**PROBLEM TO SOLVE**
Give back exactly the lines that run from the beginning of the entries to the line containing "assert!(config.last_camera_path.is_none());", both included, and nothing else.

**DATA SHOWN**
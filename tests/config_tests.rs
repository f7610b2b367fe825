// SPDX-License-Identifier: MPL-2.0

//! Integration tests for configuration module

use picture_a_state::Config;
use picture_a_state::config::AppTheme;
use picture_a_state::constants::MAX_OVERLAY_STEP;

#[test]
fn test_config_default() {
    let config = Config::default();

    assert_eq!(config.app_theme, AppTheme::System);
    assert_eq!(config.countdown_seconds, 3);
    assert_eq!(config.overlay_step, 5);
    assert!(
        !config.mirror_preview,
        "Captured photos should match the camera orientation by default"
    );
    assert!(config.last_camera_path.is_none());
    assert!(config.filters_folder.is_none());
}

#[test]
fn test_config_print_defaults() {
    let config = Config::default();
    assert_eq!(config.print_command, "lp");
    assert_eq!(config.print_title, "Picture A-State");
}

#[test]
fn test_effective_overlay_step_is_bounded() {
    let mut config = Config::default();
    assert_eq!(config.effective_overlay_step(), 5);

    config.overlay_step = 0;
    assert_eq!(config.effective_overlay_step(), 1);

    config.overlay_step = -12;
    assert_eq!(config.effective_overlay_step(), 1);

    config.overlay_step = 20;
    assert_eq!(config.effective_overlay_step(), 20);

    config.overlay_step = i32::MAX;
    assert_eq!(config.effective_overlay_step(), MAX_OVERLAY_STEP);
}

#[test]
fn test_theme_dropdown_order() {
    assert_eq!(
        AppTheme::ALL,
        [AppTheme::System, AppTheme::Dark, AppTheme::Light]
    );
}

**TASK RESPONSE**
filename tests/config_tests.rs
repository f7610b2b367fe825
// SPDX-License-Identifier: MPL-2.0

//! Integration tests for configuration module

use picture_a_state::Config;
use picture_a_state::config::AppTheme;
use picture_a_state::constants::MAX_OVERLAY_STEP;

#[test]
fn test_config_default() {
    let config = Config::default();

    assert_eq!(config.app_theme, AppTheme::System);
    assert_eq!(config.countdown_seconds, 3);
    assert_eq!(config.overlay_step, 5);
    assert!(
        !config.mirror_preview,
        "Captured photos should match the camera orientation by default"
    );
    assert!(config.last_camera_path.is_none());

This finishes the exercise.